Definition
A form of area navigation that uses signals from a VOR station (which provides bearing) combined with a co-located DME station (which provides distance) to let the aircraft navigate directly between any two points within reception range, rather than being restricted to flying directly to or from the ground station. The aircraft's RNAV computer uses the VOR bearing and DME distance to calculate the position of a pilot-defined waypoint and then provides course guidance to that waypoint.
Plain English
A navigation method that lets the pilot create a waypoint anywhere within range of a VOR/DME station and fly straight to it, instead of having to fly only directly to or from the station itself.
Context Anchor
Seen on some instrument procedures and in approach profile views where the procedure is based on VOR and DME signals rather than GPS.
Derivation
RNAV stands for 'area navigation' — meaning navigation across an area, not just along fixed lines between stations.

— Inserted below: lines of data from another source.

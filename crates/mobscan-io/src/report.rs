use crate::error::{IoError, Result};
use mobscan_core::dto::ValidEntry;
use std::fmt::Write as _;
use std::fs;
use std::path::Path;

const RULE_WIDTH: usize = 40;

/// Numbered report: title, rule, one `{index}. {name} - {phone}` line per
/// entry and a closing total.
pub fn render_report(title: &str, entries: &[ValidEntry]) -> String {
    let mut out = String::new();
    out.push_str(title);
    out.push('\n');
    out.push_str(&"=".repeat(RULE_WIDTH));
    out.push_str("\n\n");

    for (index, entry) in entries.iter().enumerate() {
        let _ = writeln!(out, "{}. {} - {}", index + 1, entry.name, entry.phone);
    }

    let _ = writeln!(out, "\nTotal valid numbers: {}", entries.len());
    out
}

pub fn render_number_list(entries: &[ValidEntry]) -> String {
    let mut out = String::new();
    for entry in entries {
        out.push_str(&entry.phone);
        out.push('\n');
    }
    out
}

pub fn write_output(path: &Path, contents: &str) -> Result<()> {
    let to_error = |source: std::io::Error| IoError::OutputWrite {
        path: path.to_path_buf(),
        source,
    };

    if let Some(parent) = path.parent() {
        if !parent.as_os_str().is_empty() {
            fs::create_dir_all(parent).map_err(to_error)?;
        }
    }
    fs::write(path, contents).map_err(to_error)
}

VOR/DME identifies the two ground signals the system relies on: VOR for direction, DME for distance. Combining bearing and distance lets the computer 'place' a waypoint anywhere on the map.
Why Pilots Care
Enables more direct routing and access to approach procedures that do not align with a traditional ground station.
Grounding Statement
Picture the aircraft using one ground station to know both which direction it is from the station and how far away it is, then turning that information into a usable route or point.
Intuition Check
VOR/DME RNAV is not the same thing as GPS RNAV. The name tells you that this navigation depends on VOR and DME signals, not satellite position alone.
Example Sentence 1
The approach was based on VOR/DME RNAV, so the pilot programmed the waypoint defined by a radial and distance from the nearby VOR/DME station.
Example Sentence 2
With VOR/DME RNAV available, the aircraft could hold at a fix defined by a specific radial and distance from the VOR.